Invid's Guide to the Star Wars Universe: Alien Species (#105)

The Massive Index (Posts #1-#100)

1041. Stenax. The Stenax are huge ol' demonic-looking gargoyle people. Their considerable size and presumable physical strength makes me think of the Disney Gargoyles cartoon, although the resemblance basically ends at the fact that they're big, modestly demonic-looking winged people.

The Stenax have the power of natural flight, and traditionally built their cities in a way that only flying people could properly use them. In the time of Xim the Despot's empire, 25,000 years before the era of the films, they were among the races Xim enslaved. More recently (mere hundreds of years ago), a special idol of immense religious significance to the Stenax was buried in an earthquake. This idol's value to the Stenax was such that the whole of them refused to fly as long as it remained buried. In recent times, their homeworld Stenos would become a center for various forms of criminal activity, apparently because the Stenax preferred to ignore offworlders.

When a scoundrel uncovered their idol and sold it to the Imperial governor of Stenos, the Stenax immediately took to the skies, killing the governor and his guards.

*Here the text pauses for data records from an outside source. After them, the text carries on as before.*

//! JPEG encoding and multipart framing for the live feed.

use actix_web::web::Bytes;
use anyhow::{Result, anyhow};
use image::{ImageBuffer, Rgb, codecs::jpeg::JpegEncoder};
use video_ingest::Frame;

/// Boundary token announced in the stream's `Content-Type`.
pub const MULTIPART_BOUNDARY: &str = "frame";

/// Encode a BGR8 frame as JPEG.
pub fn encode_jpeg(frame: &Frame, quality: u8) -> Result<Vec<u8>> {
    let rgb = bgr_to_rgb(&frame.data);
    let image = ImageBuffer::<Rgb<u8>, Vec<u8>>::from_raw(frame.width as u32, frame.height as u32, rgb)
        .ok_or_else(|| anyhow!("failed to convert frame into image buffer"))?;

    let mut buffer = Vec::new();
    JpegEncoder::new_with_quality(&mut buffer, quality.clamp(1, 100))
        .encode_image(&image)
        .map_err(|err| anyhow!("JPEG encode failed: {err}"))?;
    Ok(buffer)
}

/// One self-delimiting part of a `multipart/x-mixed-replace` body.
pub fn multipart_part(jpeg: &[u8], sequence: u64) -> Bytes {
    let mut payload = Vec::with_capacity(jpeg.len() + 96);
    payload.extend_from_slice(b"--");
    payload.extend_from_slice(MULTIPART_BOUNDARY.as_bytes());
    payload.extend_from_slice(b"\r\n");
    payload.extend_from_slice(b"Content-Type: image/jpeg\r\n");
    payload.extend_from_slice(format!("Content-Length: {}\r\n", jpeg.len()).as_bytes());
    payload.extend_from_slice(format!("X-Sequence: {sequence}\r\n\r\n").as_bytes());
    payload.extend_from_slice(jpeg);
    payload.extend_from_slice(b"\r\n");
    Bytes::from(payload)
}

fn bgr_to_rgb(input: &[u8]) -> Vec<u8> {
    let mut output = Vec::with_capacity(input.len());
    for chunk in input.chunks_exact(3) {
        output.extend_from_slice(&[chunk[2], chunk[1], chunk[0]]);
    }
    output
}
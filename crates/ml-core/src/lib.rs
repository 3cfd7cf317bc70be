//! Detector boundary: the [`Detect`] trait, the [`Detection`] record and, with the
//! `with-tch` feature, a TorchScript YOLO implementation.

pub mod detector;
pub mod labels;
#[cfg(feature = "with-tch")]
mod runtime;
#[cfg(feature = "with-tch")]
pub mod torch;

pub use detector::{Detect, Detection, filter_target};
pub use labels::{COCO_CLASSES, class_name};

#[cfg(feature = "with-tch")]
pub use tch;
#[cfg(feature = "with-tch")]
pub use torch::TorchDetector;
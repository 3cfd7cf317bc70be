use thiserror::Error;
use video_ingest::CaptureError;

/// Reasons a detection session ends abnormally. All are fatal to the session
/// only; the controller can start a fresh one.
#[derive(Debug, Error)]
pub enum SessionError {
    #[error("capture source unavailable: {0}")]
    SourceUnavailable(#[source] CaptureError),
    #[error("capture read failed: {0}")]
    CaptureRead(#[source] CaptureError),
    #[error("detector could not be loaded: {0:#}")]
    DetectorUnavailable(#[source] anyhow::Error),
    #[error("detector failed: {0:#}")]
    Detector(#[source] anyhow::Error),
}
//! Single-slot frame hand-off between the session thread and HTTP readers.
//!
//! `DisplayState` holds the most recently published frame together with the mode
//! and debounce flags. Every accessor takes the one mutex for exactly one short
//! critical section; frames are moved into an `Arc` on publish so readers share
//! an immutable buffer and never observe a frame being replaced mid-read.

use std::{
    sync::{Arc, Mutex, MutexGuard, PoisonError},
    time::{Duration, Instant},
};

use serde::Serialize;
use video_ingest::Frame;

use crate::pipeline::data::DetectionSummary;

/// Which component currently owns frame publication.
#[derive(Clone, Copy, Debug, Default, PartialEq, Eq, Serialize)]
#[serde(rename_all = "snake_case")]
pub enum Mode {
    #[default]
    Detecting,
    Playing,
}

impl Mode {
    pub fn label(self) -> &'static str {
        match self {
            Mode::Detecting => "detecting",
            Mode::Playing => "playing",
        }
    }
}

/// A frame as seen by readers.
#[derive(Clone, Debug)]
pub struct PublishedFrame {
    pub frame: Arc<Frame>,
    /// Monotonic publish counter, starting at 1.
    pub sequence: u64,
    /// Mode that was active when the frame was published.
    pub mode: Mode,
}

/// Point-in-time copy of the flags, taken in one critical section.
#[derive(Clone, Debug)]
pub struct DisplaySnapshot {
    pub mode: Mode,
    pub sequence: u64,
    pub last_target_seen: Option<Instant>,
    pub interrupt_requested: bool,
    pub detections: Vec<DetectionSummary>,
}

impl DisplaySnapshot {
    /// Time since the target was last seen, relative to `now`.
    pub fn target_absent_for(&self, now: Instant) -> Option<Duration> {
        self.last_target_seen
            .map(|seen| now.saturating_duration_since(seen))
    }
}

#[derive(Default)]
struct DisplayInner {
    frame: Option<Arc<Frame>>,
    sequence: u64,
    frame_mode: Mode,
    mode: Mode,
    last_target_seen: Option<Instant>,
    interrupt_requested: bool,
    detections: Vec<DetectionSummary>,
}

#[derive(Default)]
pub struct DisplayState {
    inner: Mutex<DisplayInner>,
}

impl DisplayState {
    pub fn new() -> Self {
        Self::default()
    }

    fn lock(&self) -> MutexGuard<'_, DisplayInner> {
        self.inner.lock().unwrap_or_else(PoisonError::into_inner)
    }

    /// Replace the displayed frame, dropping the previous one. Returns its sequence.
    pub fn publish(&self, frame: Frame) -> u64 {
        let frame = Arc::new(frame);
        let (sequence, mode, previous) = {
            let mut inner = self.lock();
            inner.sequence = inner.sequence.wrapping_add(1);
            let previous = inner.frame.replace(frame);
            inner.frame_mode = inner.mode;
            (inner.sequence, inner.mode, previous)
        };
        // Release the old buffer outside the critical section.
        drop(previous);
        metrics::counter!("trigger_frames_published_total", "mode" => mode.label()).increment(1);
        sequence
    }

    /// Most recently published frame, `None` before the first publish.
    pub fn latest(&self) -> Option<PublishedFrame> {
        let inner = self.lock();
        inner.frame.as_ref().map(|frame| PublishedFrame {
            frame: Arc::clone(frame),
            sequence: inner.sequence,
            mode: inner.frame_mode,
        })
    }

    pub fn snapshot(&self) -> DisplaySnapshot {
        let inner = self.lock();
        DisplaySnapshot {
            mode: inner.mode,
            sequence: inner.sequence,
            last_target_seen: inner.last_target_seen,
            interrupt_requested: inner.interrupt_requested,
            detections: inner.detections.clone(),
        }
    }

    pub fn mode(&self) -> Mode {
        self.lock().mode
    }

    pub fn in_playback(&self) -> bool {
        self.mode() == Mode::Playing
    }

    pub(crate) fn set_mode(&self, mode: Mode) {
        self.lock().mode = mode;
    }

    /// Record a sighting. Earlier instants never move the timestamp backwards.
    pub(crate) fn mark_target_seen(&self, at: Instant) {
        let mut inner = self.lock();
        inner.last_target_seen = Some(match inner.last_target_seen {
            Some(previous) if previous > at => previous,
            _ => at,
        });
    }

    pub(crate) fn record_detections(&self, detections: Vec<DetectionSummary>) {
        self.lock().detections = detections;
    }

    pub fn last_target_seen(&self) -> Option<Instant> {
        self.lock().last_target_seen
    }

    /// Ask an in-progress playback to stop at its next frame boundary.
    pub fn request_interrupt(&self) {
        self.lock().interrupt_requested = true;
    }

    pub fn interrupt_requested(&self) -> bool {
        self.lock().interrupt_requested
    }

    /// Clear the interrupt flag, returning whether it was set.
    pub(crate) fn take_interrupt(&self) -> bool {
        std::mem::take(&mut self.lock().interrupt_requested)
    }

    /// Reset per-session flags; the last frame stays visible.
    pub(crate) fn begin_session(&self) {
        let mut inner = self.lock();
        inner.mode = Mode::Detecting;
        inner.interrupt_requested = false;
        inner.last_target_seen = None;
        inner.detections.clear();
    }
}

#[cfg(test)]
mod tests {
    use super::*;

    fn frame(tag: i64) -> Frame {
        Frame::from_bgr(vec![tag as u8; 4 * 4 * 3], 4, 4, tag).unwrap()
    }

    #[test]
    fn empty_until_first_publish() {
        let display = DisplayState::new();
        assert!(display.latest().is_none());
        assert_eq!(display.publish(frame(1)), 1);
        let latest = display.latest().unwrap();
        assert_eq!(latest.sequence, 1);
        assert_eq!(latest.frame.timestamp_ms, 1);
    }

    #[test]
    fn publish_keeps_only_the_latest_frame() {
        let display = DisplayState::new();
        display.publish(frame(1));
        let held = display.latest().unwrap();
        display.publish(frame(2));
        assert_eq!(display.latest().unwrap().frame.timestamp_ms, 2);
        // The reader's copy is unaffected and is now the only owner of frame 1.
        assert_eq!(held.frame.timestamp_ms, 1);
        assert_eq!(Arc::strong_count(&held.frame), 1);
    }

    #[test]
    fn published_frames_carry_the_active_mode() {
        let display = DisplayState::new();
        display.set_mode(Mode::Playing);
        display.publish(frame(1));
        assert_eq!(display.latest().unwrap().mode, Mode::Playing);
        assert!(display.in_playback());

        // Switching back does not relabel the frame already on display.
        display.set_mode(Mode::Detecting);
        assert_eq!(display.latest().unwrap().mode, Mode::Playing);
    }

    #[test]
    fn target_timestamp_never_moves_backwards() {
        let display = DisplayState::new();
        let later = Instant::now();
        let earlier = later - Duration::from_millis(50);
        display.mark_target_seen(later);
        display.mark_target_seen(earlier);
        assert_eq!(display.last_target_seen(), Some(later));
    }

    #[test]
    fn interrupt_flag_is_consumed_once() {
        let display = DisplayState::new();
        assert!(!display.take_interrupt());
        display.request_interrupt();
        assert!(display.interrupt_requested());
        assert!(display.take_interrupt());
        assert!(!display.interrupt_requested());
    }

    #[test]
    fn begin_session_resets_flags_but_keeps_the_frame() {
        let display = DisplayState::new();
        display.publish(frame(3));
        display.set_mode(Mode::Playing);
        display.request_interrupt();
        display.mark_target_seen(Instant::now());
        display.begin_session();
        let snapshot = display.snapshot();
        assert_eq!(snapshot.mode, Mode::Detecting);
        assert!(!snapshot.interrupt_requested);
        assert!(snapshot.last_target_seen.is_none());
        assert!(display.latest().is_some());
    }
}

Not long after the Battle of Endor, the Stenax would wipe out the Imperial garrison on Stenos and then started massacring non-Stenax inhabitants of many other nearby planets. Eventually, the New Republic contained the Stenax and put a permanent blockade around Stenos. The Stenax Massacres would become known as one of the nastier events in recent history.

The Stenax are also known to have lifespans in the neighborhood of two hundred and fifty years. It is noted that "few winged species" possess such long lifespans, but that strikes me as pretty silly (off the top of my head I can think of the Duinuogwuin and Galidyn, species who qualify as winged whose lifespans make the Stenax look like mayflies).

Rating: 3/5. Part of the reason I'm rating them relatively low is because it's just too typical that a big, powerful, and intimidating species would cause such trouble.

1042. Stennes and Stennes Shifters. While these have two different entries and are counted as separate species, I'm inclined to stick them together because they're very closely intertwined, and because the Stennes article is only about a paragraph.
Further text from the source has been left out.